Last time I checked, the Industrial Revolution began in the late 1700s to early 1800s; ie. early Little Ice Age. Talk about moving goal posts.
Especially when there was no significant CO_2 increase until the middle of the 20th century, especially not on a log scale. Of course there still hasn’t been a significant increase on a scale of decibels, which is likely the relevant one — around 1 dB over the entire industrial era.
rgb

Clinton
December 12, 2013 3:49 pm

Is land reclamation factored into sea level rises?
There are many projects around the world reclaiming land/forming new land

December 12, 2013 3:57 pm

Seems odd to be fussing about an ill-understood event or trend which started in the late 1700s and seemed to slow after the 1860s.

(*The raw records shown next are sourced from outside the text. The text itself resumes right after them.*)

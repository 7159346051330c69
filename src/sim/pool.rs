//! Reusable store for falling entities
//!
//! Entities are allocated once and recycled by toggling `active`. The backing
//! list only grows (when a spawn finds no free slot) and never shrinks.

use glam::Vec2;
use rand::Rng;

use super::entity::{EntityKind, FallingEntity};
use crate::consts::{CULL_MARGIN, SPAWN_MARGIN_X, SPAWN_Y};

/// A growable pool of falling entities
#[derive(Debug, Clone)]
pub struct EntityPool {
    entities: Vec<FallingEntity>,
    /// Kind given to freshly allocated dormant slots
    dormant_kind: EntityKind,
    next_id: u32,
}

impl EntityPool {
    /// Pre-allocate `capacity` inactive entities
    pub fn new(capacity: usize, dormant_kind: EntityKind) -> Self {
        Self {
            entities: vec![FallingEntity::dormant(dormant_kind); capacity],
            dormant_kind,
            next_id: 1,
        }
    }

    /// Activate one entity at a random x above the screen
    ///
    /// Reuses the first inactive slot; appends a new one when the pool is
    /// exhausted.
    pub fn spawn<R: Rng>(
        &mut self,
        rng: &mut R,
        kind: EntityKind,
        speed: f32,
        screen_width: f32,
    ) -> &FallingEntity {
        let slot = match self.entities.iter().position(|e| !e.active) {
            Some(slot) => slot,
            None => {
                self.entities.push(FallingEntity::dormant(self.dormant_kind));
                log::debug!(
                    "{:?} pool exhausted, grew to {}",
                    self.dormant_kind,
                    self.entities.len()
                );
                self.entities.len() - 1
            }
        };

        let id = self.next_id;
        self.next_id = self.next_id.wrapping_add(1).max(1);

        let x = rng.random_range(SPAWN_MARGIN_X..=screen_width - SPAWN_MARGIN_X);
        let entity = &mut self.entities[slot];
        entity.id = id;
        entity.kind = kind;
        entity.pos = Vec2::new(x, SPAWN_Y);
        entity.vel_y = speed;
        entity.active = true;
        entity
    }

    /// Active entities in slot order
    pub fn active(&self) -> impl Iterator<Item = &FallingEntity> {
        self.entities.iter().filter(|e| e.active)
    }

    pub fn active_count(&self) -> usize {
        self.active().count()
    }

    pub fn is_active(&self, id: u32) -> bool {
        self.active().any(|e| e.id == id)
    }

    pub fn get(&self, id: u32) -> Option<&FallingEntity> {
        self.active().find(|e| e.id == id)
    }

    /// Size of the backing store
    pub fn capacity(&self) -> usize {
        self.entities.len()
    }

    /// Return a single entity to the pool; false if it was not active
    pub fn deactivate(&mut self, id: u32) -> bool {
        match self.entities.iter_mut().find(|e| e.active && e.id == id) {
            Some(entity) => {
                entity.deactivate();
                true
            }
            None => false,
        }
    }

    /// Deactivate everything
    pub fn clear(&mut self) {
        self.entities.iter_mut().for_each(FallingEntity::deactivate);
    }

    /// Advance active entities and cull those below the screen
    pub fn update(&mut self, dt_secs: f32, screen_height: f32) {
        let cull_y = screen_height + CULL_MARGIN;
        for entity in self.entities.iter_mut().filter(|e| e.active) {
            entity.pos.y += entity.vel_y * dt_secs;
            if entity.pos.y > cull_y {
                entity.deactivate();
            }
        }
    }
}

#[cfg(test)]
mod tests {
    use super::*;
    use crate::sim::entity::ItemKind;
    use proptest::prelude::*;
    use rand::SeedableRng;
    use rand_pcg::Pcg32;

    fn rng() -> Pcg32 {
        Pcg32::seed_from_u64(7)
    }

    #[test]
    fn test_spawn_reuses_inactive_slot() {
        let mut pool = EntityPool::new(2, EntityKind::Obstacle);
        let mut rng = rng();
        let first = pool.spawn(&mut rng, EntityKind::Obstacle, 150.0, 800.0).id;
        pool.deactivate(first);
        pool.spawn(&mut rng, EntityKind::Obstacle, 150.0, 800.0);
        assert_eq!(pool.capacity(), 2);
        assert_eq!(pool.active_count(), 1);
    }

    #[test]
    fn test_spawn_grows_when_exhausted() {
        let mut pool = EntityPool::new(2, EntityKind::Obstacle);
        let mut rng = rng();
        for _ in 0..3 {
            pool.spawn(&mut rng, EntityKind::Obstacle, 150.0, 800.0);
        }
        assert_eq!(pool.capacity(), 3);
        assert_eq!(pool.active_count(), 3);
    }

    #[test]
    fn test_spawn_position_and_speed() {
        let mut pool = EntityPool::new(20, EntityKind::Item(ItemKind::Chest));
        let mut rng = rng();
        for _ in 0..20 {
            let item = pool.spawn(&mut rng, EntityKind::Item(ItemKind::Clock), 120.0, 800.0);
            assert!(item.pos.x >= 30.0 && item.pos.x <= 770.0);
            assert_eq!(item.pos.y, -20.0);
            assert_eq!(item.vel_y, 120.0);
            assert_eq!(item.item_kind(), Some(ItemKind::Clock));
        }
    }

    #[test]
    fn test_reused_slot_gets_new_id() {
        let mut pool = EntityPool::new(1, EntityKind::Obstacle);
        let mut rng = rng();
        let first = pool.spawn(&mut rng, EntityKind::Obstacle, 150.0, 800.0).id;
        pool.clear();
        let second = pool.spawn(&mut rng, EntityKind::Obstacle, 150.0, 800.0).id;
        assert_ne!(first, second);
        assert_eq!(pool.capacity(), 1);
    }

    #[test]
    fn test_update_culls_off_screen() {
        let mut pool = EntityPool::new(1, EntityKind::Obstacle);
        let mut rng = rng();
        let id = pool.spawn(&mut rng, EntityKind::Obstacle, 100.0, 800.0).id;

        // -20 + 100 * 6.6 = 640: still within the 50px cull margin
        pool.update(6.6, 600.0);
        assert!(pool.is_active(id));

        // 640 + 100 * 0.2 = 660 > 650
        pool.update(0.2, 600.0);
        assert!(!pool.is_active(id));
        assert_eq!(pool.capacity(), 1);
    }

    #[test]
    fn test_deactivate_unknown_id() {
        let mut pool = EntityPool::new(1, EntityKind::Obstacle);
        assert!(!pool.deactivate(42));
    }

    proptest! {
        #[test]
        fn prop_active_never_exceeds_capacity(
            initial in 0usize..8,
            ops in proptest::collection::vec(0u8..3, 1..60),
        ) {
            let mut pool = EntityPool::new(initial, EntityKind::Obstacle);
            let mut rng = rng();
            for op in ops {
                let before = pool.capacity();
                let had_free = pool.active_count() < before;
                match op {
                    0 => {
                        pool.spawn(&mut rng, EntityKind::Obstacle, 200.0, 800.0);
                        // Growth happens only when no inactive slot existed
                        let grew = pool.capacity() > before;
                        prop_assert_eq!(grew, !had_free);
                    }
                    1 => pool.update(0.5, 600.0),
                    _ => {
                        let first = pool.active().next().map(|e| e.id);
                        if let Some(id) = first {
                            pool.deactivate(id);
                        }
                    }
                }
                prop_assert!(pool.active_count() <= pool.capacity());
                prop_assert!(pool.capacity() >= before);
            }
        }
    }
}
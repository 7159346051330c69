//! Game state and session lifecycle
//!
//! `GameState` lives for the whole process. A `Session` (player, pools,
//! clock, timers) is built when play starts and replaced on restart.

use rand::SeedableRng;
use rand_pcg::Pcg32;
use serde::{Deserialize, Serialize};

use super::collision::NearMissTracker;
use super::entity::{EntityKind, ItemKind};
use super::player::Player;
use super::pool::EntityPool;
use super::powerup::{PowerUpKind, PowerUpTimers};
use super::score::ScoreLedger;
use super::spawn::SpawnScheduler;
use crate::consts::{GIWA_POOL_SIZE, ITEM_POOL_SIZE};
use crate::tuning::Tuning;

/// Session status as seen by the UI
#[derive(Debug, Clone, Copy, Default, PartialEq, Eq, Serialize, Deserialize)]
#[serde(rename_all = "lowercase")]
pub enum GameStatus {
    /// Waiting for the player to press start
    #[default]
    Menu,
    /// Active gameplay
    Playing,
    /// Run ended by an unshielded hit
    GameOver,
}

/// Things that happened during a tick, for audio and HUD effects
#[derive(Debug, Clone, PartialEq, Serialize, Deserialize)]
pub enum GameEvent {
    SessionStarted,
    Spawned { kind: EntityKind },
    NearMiss { combo: u32, points: f64 },
    ItemCollected { kind: ItemKind },
    /// A giwa touched the player while the shield was up
    ShieldBlocked,
    PowerUpExpired { kind: PowerUpKind },
    GameOver { final_score: f64, high_score: f64, new_high_score: bool },
    PointsClaimed { points: u64 },
}

/// Monotonic gameplay time for one session
#[derive(Debug, Clone, Copy, Default, PartialEq)]
pub struct SessionClock {
    elapsed_ms: f64,
}

impl SessionClock {
    pub fn advance(&mut self, delta_ms: f64) {
        self.elapsed_ms += delta_ms.max(0.0);
    }

    pub fn now_ms(&self) -> f64 {
        self.elapsed_ms
    }

    pub fn elapsed_secs(&self) -> f32 {
        (self.elapsed_ms / 1000.0) as f32
    }
}

/// Everything that exists only while a run is in progress
#[derive(Debug, Clone)]
pub struct Session {
    pub clock: SessionClock,
    pub player: Player,
    pub obstacles: EntityPool,
    pub items: EntityPool,
    pub spawner: SpawnScheduler,
    pub near_misses: NearMissTracker,
    pub timers: PowerUpTimers,
}

impl Session {
    pub fn new(tuning: &Tuning) -> Self {
        Self {
            clock: SessionClock::default(),
            player: Player::new(tuning),
            obstacles: EntityPool::new(GIWA_POOL_SIZE, EntityKind::Obstacle),
            items: EntityPool::new(ITEM_POOL_SIZE, EntityKind::Item(ItemKind::Chest)),
            spawner: SpawnScheduler::new(),
            near_misses: NearMissTracker::new(),
            timers: PowerUpTimers::new(),
        }
    }

    /// Back to a fresh run; pools keep their slots and id counters
    pub fn reset(&mut self, tuning: &Tuning) {
        self.clock = SessionClock::default();
        self.player = Player::new(tuning);
        self.obstacles.clear();
        self.items.clear();
        self.spawner = SpawnScheduler::new();
        self.near_misses.clear();
        self.timers.clear();
    }
}

/// Complete game state
#[derive(Debug, Clone)]
pub struct GameState {
    /// Seed the RNG was created from
    pub seed: u64,
    pub rng: Pcg32,
    pub tuning: Tuning,
    pub status: GameStatus,
    pub ledger: ScoreLedger,
    pub session: Option<Session>,
    /// Events since the last drain
    events: Vec<GameEvent>,
}

impl GameState {
    /// New game sitting at the menu
    pub fn new(seed: u64, tuning: Tuning) -> Self {
        Self {
            seed,
            rng: Pcg32::seed_from_u64(seed),
            tuning,
            status: GameStatus::Menu,
            ledger: ScoreLedger::new(),
            session: None,
            events: Vec::new(),
        }
    }

    /// Begin a fresh run (menu -> playing, or replace the current run)
    pub fn start_session(&mut self) {
        self.ledger.reset_session();
        match self.session.as_mut() {
            Some(session) => session.reset(&self.tuning),
            None => self.session = Some(Session::new(&self.tuning)),
        }
        self.status = GameStatus::Playing;
        self.push_event(GameEvent::SessionStarted);
        log::info!(
            "Session started (high score {:.0})",
            self.ledger.high_score
        );
    }

    /// Play again after a game over; ignored in any other status
    pub fn restart_session(&mut self) -> bool {
        if self.status != GameStatus::GameOver {
            log::debug!("Restart ignored while {:?}", self.status);
            return false;
        }
        self.start_session();
        true
    }

    /// End the run after an unshielded hit
    pub fn game_over(&mut self) {
        if self.status != GameStatus::Playing {
            return;
        }
        if let Some(session) = self.session.as_mut() {
            session.player.halt();
            session.timers.clear();
        }
        let new_high_score = self.ledger.game_over();
        self.status = GameStatus::GameOver;
        log::info!(
            "Game over: score {:.0}, high score {:.0}{}",
            self.ledger.score,
            self.ledger.high_score,
            if new_high_score { " (new best)" } else { "" }
        );
        self.push_event(GameEvent::GameOver {
            final_score: self.ledger.score,
            high_score: self.ledger.high_score,
            new_high_score,
        });
    }

    pub fn push_event(&mut self, event: GameEvent) {
        self.events.push(event);
    }

    /// Take all events queued since the last call
    pub fn drain_events(&mut self) -> Vec<GameEvent> {
        std::mem::take(&mut self.events)
    }

    pub fn is_playing(&self) -> bool {
        self.status == GameStatus::Playing
    }

    /// Session time, or zero outside a run
    pub fn now_ms(&self) -> f64 {
        self.session.as_ref().map_or(0.0, |s| s.clock.now_ms())
    }
}

#[cfg(test)]
mod tests {
    use super::*;

    #[test]
    fn test_starts_at_menu_without_session() {
        let state = GameState::new(1, Tuning::default());
        assert_eq!(state.status, GameStatus::Menu);
        assert!(state.session.is_none());
    }

    #[test]
    fn test_start_builds_session() {
        let mut state = GameState::new(1, Tuning::default());
        state.start_session();
        assert_eq!(state.status, GameStatus::Playing);
        let session = state.session.as_ref().unwrap();
        assert_eq!(session.obstacles.capacity(), 50);
        assert_eq!(session.items.capacity(), 20);
        assert_eq!(session.obstacles.active_count(), 0);
        assert_eq!(state.drain_events(), vec![GameEvent::SessionStarted]);
        assert!(state.drain_events().is_empty());
    }

    #[test]
    fn test_game_over_once() {
        let mut state = GameState::new(1, Tuning::default());
        state.start_session();
        state.ledger.add_score(250.0);
        state.drain_events();

        state.game_over();
        state.game_over();
        assert_eq!(state.status, GameStatus::GameOver);
        let over: Vec<_> = state
            .drain_events()
            .into_iter()
            .filter(|e| matches!(e, GameEvent::GameOver { .. }))
            .collect();
        assert_eq!(over.len(), 1);
        assert_eq!(state.ledger.high_score, 250.0);
        assert!(state.session.as_ref().unwrap().player.is_halted());
    }

    #[test]
    fn test_restart_reuses_pools() {
        let mut state = GameState::new(1, Tuning::default());
        state.start_session();
        let first_id = {
            let GameState { session, rng, .. } = &mut state;
            let session = session.as_mut().unwrap();
            for _ in 0..60 {
                session.obstacles.spawn(rng, EntityKind::Obstacle, 100.0, 800.0);
            }
            session.timers.arm(PowerUpKind::Shield, 0.0, 2000.0);
            session.obstacles.active().next().unwrap().id
        };
        state.game_over();
        assert!(state.restart_session());

        let GameState { session, rng, .. } = &mut state;
        let session = session.as_mut().unwrap();
        assert_eq!(session.obstacles.capacity(), 60);
        assert_eq!(session.obstacles.active_count(), 0);
        assert!(session.near_misses.is_empty());
        assert_eq!(session.timers.pending(PowerUpKind::Shield), None);
        assert!(!session.player.is_halted());

        // Ids keep counting across runs
        let id = session.obstacles.spawn(rng, EntityKind::Obstacle, 100.0, 800.0).id;
        assert!(id > first_id + 59);
    }

    #[test]
    fn test_restart_only_from_game_over() {
        let mut state = GameState::new(1, Tuning::default());
        assert!(!state.restart_session());
        assert_eq!(state.status, GameStatus::Menu);

        state.start_session();
        state.ledger.add_score(900.0);
        assert!(!state.restart_session());

        state.game_over();
        assert!(state.restart_session());
        assert_eq!(state.status, GameStatus::Playing);
        assert_eq!(state.ledger.score, 0.0);
        assert_eq!(state.ledger.high_score, 900.0);
        assert_eq!(state.now_ms(), 0.0);
    }
}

Here in Australia you can get for free any amount of alarm over sea level rise, but you couldn’t buy an actual, discernible sea level rise. I’m sure somebody can find a shack on a sand spit between swamps which has sunk, but otherwise…
Maybe it’s cheaper to blame erosion on CO2 than to pay more attention to tedious coastal maintenance and regulation. No doubt the clever New Yorkers who dumped all that rubble into the Hudson mouth to make more low lying real estate in a notorious hurricane belt would love to change the subject from local responsibilities to coal mines in Queensland or factories in Poland.